(Data items)
//! HTTP backend abstraction for the Gemini API.
//!
//! The client only ever POSTs a JSON body and reads a JSON body back, so
//! the seam is a single method. Production uses reqwest; tests use the
//! mockall-generated `MockHttpBackend`.

use std::time::Duration;

use async_trait::async_trait;
use serde::Deserialize;

use crate::config::GeminiConfig;
use crate::error::{GeminiError, GeminiResult};

// ============================================================================
// HTTP Backend Trait
// ============================================================================

/// Trait for HTTP backends that can POST JSON to the Gemini API.
#[cfg_attr(test, mockall::automock)]
#[async_trait]
pub trait HttpBackend: Send + Sync {
    /// POST `body` to `url` and return the decoded JSON response.
    ///
    /// Non-success statuses become [`GeminiError::ApiRequestFailed`].
    async fn post_json(&self, url: &str, body: &serde_json::Value)
    -> GeminiResult<serde_json::Value>;
}

// ============================================================================
// Reqwest Backend
// ============================================================================

/// Production HTTP backend using reqwest.
pub struct ReqwestBackend {
    client: reqwest::Client,
    api_key: String,
}

/// Error envelope returned by the API on failure.
#[derive(Debug, Deserialize)]
struct ErrorEnvelope {
    error: ErrorBody,
}

#[derive(Debug, Deserialize)]
struct ErrorBody {
    #[serde(default)]
    message: String,
}

impl ReqwestBackend {
    /// Create a reqwest backend from the client configuration.
    ///
    /// Fails with [`GeminiError::MissingApiKey`] when no key is configured.
    pub fn new(config: &GeminiConfig) -> GeminiResult<Self> {
        let api_key = config
            .api_key
            .clone()
            .filter(|key| !key.trim().is_empty())
            .ok_or(GeminiError::MissingApiKey)?;

        let client = reqwest::Client::builder()
            .timeout(config.timeout)
            .connect_timeout(Duration::from_secs(10))
            .user_agent(config.user_agent.clone())
            .build()?;

        Ok(Self { client, api_key })
    }
}

/// Pull the human-readable message out of an API error body.
fn error_message(body: &str) -> String {
    serde_json::from_str::<ErrorEnvelope>(body)
        .map(|envelope| envelope.error.message)
        .unwrap_or_else(|_| body.chars().take(200).collect())
}

#[async_trait]
impl HttpBackend for ReqwestBackend {
    async fn post_json(
        &self,
        url: &str,
        body: &serde_json::Value,
    ) -> GeminiResult<serde_json::Value> {
        let response = self
            .client
            .post(url)
            .header("x-goog-api-key", &self.api_key)
            .json(body)
            .send()
            .await?;

        let status = response.status();
        if !status.is_success() {
            let text = response.text().await.unwrap_or_default();
            return Err(GeminiError::ApiRequestFailed {
                status: status.as_u16(),
                message: error_message(&text),
            });
        }

        Ok(response.json().await?)
    }
}
//! CLI bootstrap - the composition root.
//!
//! The Gemini client is built here and handed to the handlers through the
//! service ports, so handlers never name a concrete adapter.

use std::sync::Arc;

use medreport_core::{ReportAnalyzer, SpeechSynthesizer, TermExplainer};
use medreport_gemini::{DefaultGeminiClient, GeminiConfig};

use crate::error::CliError;
use crate::parser::Cli;

/// Legacy variable name still honoured for the API key.
const LEGACY_API_KEY_VAR: &str = "API_KEY";

/// Bootstrap configuration for the CLI.
#[derive(Debug, Clone, Default)]
pub struct CliConfig {
    /// Gemini API key.
    pub api_key: Option<String>,
    /// Optional API base URL override.
    pub base_url: Option<String>,
}

impl CliConfig {
    /// Build the configuration from parsed arguments and the environment.
    ///
    /// `--api-key` / `GEMINI_API_KEY` wins over `API_KEY`.
    #[must_use]
    pub fn from_cli(cli: &Cli) -> Self {
        let api_key = cli
            .api_key
            .clone()
            .or_else(|| std::env::var(LEGACY_API_KEY_VAR).ok())
            .filter(|key| !key.trim().is_empty());

        Self {
            api_key,
            base_url: cli.base_url.clone(),
        }
    }

    fn gemini_config(&self) -> GeminiConfig {
        let config = GeminiConfig::new().with_optional_api_key(self.api_key.clone());
        match &self.base_url {
            Some(url) => config.with_base_url(url.clone()),
            None => config,
        }
    }
}

/// Services available to command handlers.
pub struct CliContext {
    pub analyzer: Arc<dyn ReportAnalyzer>,
    pub explainer: Arc<dyn TermExplainer>,
    pub speech: Arc<dyn SpeechSynthesizer>,
}

impl CliContext {
    /// Compose a context from individual services.
    #[must_use]
    pub fn from_services(
        analyzer: Arc<dyn ReportAnalyzer>,
        explainer: Arc<dyn TermExplainer>,
        speech: Arc<dyn SpeechSynthesizer>,
    ) -> Self {
        Self {
            analyzer,
            explainer,
            speech,
        }
    }
}

/// Wire the Gemini client into a [`CliContext`].
///
/// Fails with [`CliError::Config`] when no API key is available.
pub fn bootstrap(config: &CliConfig) -> Result<CliContext, CliError> {
    let client = Arc::new(DefaultGeminiClient::new(config.gemini_config())?);
    tracing::debug!(has_base_url_override = config.base_url.is_some(), "Gemini client ready");

    Ok(CliContext::from_services(
        Arc::clone(&client) as Arc<dyn ReportAnalyzer>,
        Arc::clone(&client) as Arc<dyn TermExplainer>,
        client as Arc<dyn SpeechSynthesizer>,
    ))
}
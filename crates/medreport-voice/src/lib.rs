#![doc = include_str!(concat!(env!("OUT_DIR"), "/README_GENERATED.md"))]
#![deny(unused_crate_dependencies)]

pub mod controller;
pub mod error;
pub mod output;
pub mod pcm;

#[cfg(feature = "rodio")]
pub mod rodio_output;

pub use controller::{
    PlayOutcome, PlaybackConfig, PlaybackController, PlaybackEvent, PlaybackStatus,
};
pub use error::{MalformedAudioError, PLAYBACK_FAILED_MESSAGE, PlaybackError};
pub use output::{ContextState, EndedCallback, OutputBackend, OutputContext, OutputSource};
pub use pcm::{DecodedAudioBuffer, SPEECH_CHANNELS, SPEECH_SAMPLE_RATE};

#[cfg(feature = "rodio")]
pub use rodio_output::{RodioBackend, RodioContext};
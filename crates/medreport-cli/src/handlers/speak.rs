//! Speak command handler.
//!
//! Drives a [`PlaybackController`] until the audio finishes, fails, or the
//! user presses Ctrl-C. The controller is disposed on every exit path.

use std::sync::Arc;

use medreport_voice::{
    OutputBackend, PlayOutcome, PlaybackConfig, PlaybackController, PlaybackEvent,
};

use crate::bootstrap::CliContext;
use crate::error::CliError;

/// Execute the speak command.
pub async fn execute(ctx: &CliContext, text: &str) -> Result<(), CliError> {
    let text = text.trim();
    if text.is_empty() {
        return Err(CliError::Arguments("请输入要朗读的文字".to_string()));
    }
    read_aloud(ctx, text).await
}

/// Read `text` aloud on the default output device.
#[cfg(feature = "playback")]
pub async fn read_aloud(ctx: &CliContext, text: &str) -> Result<(), CliError> {
    play_until_done(ctx, Arc::new(medreport_voice::RodioBackend), text).await
}

/// Read `text` aloud on the default output device.
///
/// This build has no audio output, so this always fails.
#[cfg(not(feature = "playback"))]
#[allow(clippy::unused_async)]
pub async fn read_aloud(_ctx: &CliContext, _text: &str) -> Result<(), CliError> {
    Err(CliError::Config(
        "this build has no audio output; rebuild with `--features playback`".to_string(),
    ))
}

/// Play `text` through `backend` and wait for the playback to end.
pub async fn play_until_done(
    ctx: &CliContext,
    backend: Arc<dyn OutputBackend>,
    text: &str,
) -> Result<(), CliError> {
    let (controller, mut events) =
        PlaybackController::new(Arc::clone(&ctx.speech), backend, PlaybackConfig::default());

    eprintln!("正在生成语音...");
    let outcome = tokio::select! {
        outcome = controller.play(text) => outcome,
        _ = tokio::signal::ctrl_c() => {
            controller.dispose();
            eprintln!("已取消");
            return Ok(());
        }
    };

    match outcome {
        PlayOutcome::Started => eprintln!("正在播放，按 Ctrl-C 停止"),
        PlayOutcome::Failed(e) => {
            controller.dispose();
            return Err(e.into());
        }
        PlayOutcome::Empty => {
            eprintln!("没有可播放的语音");
            controller.dispose();
            return Ok(());
        }
        PlayOutcome::Stopped | PlayOutcome::Cancelled | PlayOutcome::Ignored => {
            controller.dispose();
            return Ok(());
        }
    }

    let result = loop {
        tokio::select! {
            event = events.recv() => match event {
                Some(PlaybackEvent::Finished) | None => break Ok(()),
                Some(PlaybackEvent::Failed { message }) => break Err(CliError::Playback(message)),
                Some(PlaybackEvent::StatusChanged(status)) => {
                    tracing::debug!(?status, "Playback status changed");
                }
            },
            _ = tokio::signal::ctrl_c() => {
                controller.stop();
                eprintln!("已停止播放");
                break Ok(());
            }
        }
    };

    controller.dispose();
    result
}
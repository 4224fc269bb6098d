//! Prompt text sent to the model.

/// System instruction for report analysis.
///
/// Asks for comforting Simplified Chinese aimed at readers aged 60-75 and a
/// JSON document matching [`medreport_core::AnalysisResult`].
pub const ANALYSIS_SYSTEM_PROMPT: &str = r#"
You are a warm, patient and professional medical assistant for elderly readers (aged 60-75).
You receive an image or PDF of a medical report (blood test, physical examination, etc.).
Rewrite it in simple, reassuring **Simplified Chinese (zh-CN)**.

Reply with one strictly valid JSON object following the schema below. Do not wrap it in Markdown.

Tone:
1. Reassuring: phrases such as "别担心" or "保持得不错".
2. Concrete: explain hard terms with everyday comparisons (for example "血管就像家里的水管").
3. Practical: advice must be specific and easy to follow.

Schema:
{
  "summary": "一段简短、温暖的叙述，概括整体身体状况，50字以内",
  "healthScore": 85,
  "indicators": [
    {
      "name": "term exactly as printed on the report",
      "value": "value as printed",
      "status": "normal" | "warning" | "critical",
      "metaphor": "一句大白话比喻",
      "explanation": "这个结果对健康意味着什么"
    }
  ],
  "actionPlan": [
    {
      "title": "建议标题",
      "description": "具体做法，例如：晚饭后散步20分钟",
      "priority": "high" | "medium" | "low"
    }
  ]
}

healthScore is an integer from 0 to 100.
If the file is not a medical report, put a polite note in Chinese in "summary" and leave both lists empty.
"#;

/// User instruction accompanying the report image.
pub const ANALYSIS_INSTRUCTION: &str =
    "Analyze this medical report (image or PDF) following the system instructions.";

/// Template for term explanations; `{term}` is replaced with the term.
pub const TERM_EXPLANATION_TEMPLATE: &str = r#"
请像一位耐心的老医生一样，向一位60-75岁的老人解释医学术语"{term}"。
请用简体中文回答。

要求：
1. 先用一句话说明它是什么。
2. 给出一个生活中的比喻，比如把身体比作房子、汽车或水管。
3. 不用生僻的专业词汇，语气温和、让人安心。
4. 150字以内。

直接给出解释内容，不要使用 Markdown 格式。
"#;

/// Fill the explanation template for `term`.
pub fn term_explanation_prompt(term: &str) -> String {
    TERM_EXPLANATION_TEMPLATE.replace("{term}", term.trim())
}

#[cfg(test)]
mod tests {
    use super::*;

    #[test]
    fn test_term_is_substituted() {
        let prompt = term_explanation_prompt(" 血红蛋白 ");
        assert!(prompt.contains("\"血红蛋白\""));
        assert!(!prompt.contains("{term}"));
    }

    #[test]
    fn test_analysis_prompt_names_every_field() {
        for field in ["summary", "healthScore", "indicators", "actionPlan", "metaphor", "priority"] {
            assert!(ANALYSIS_SYSTEM_PROMPT.contains(field), "missing {field}");
        }
    }
}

Activity
The answer must be every line of the data that holds the word "indicators".

Output of the task
  "indicators": [
        for field in ["summary", "healthScore", "indicators", "actionPlan", "metaphor", "priority"] {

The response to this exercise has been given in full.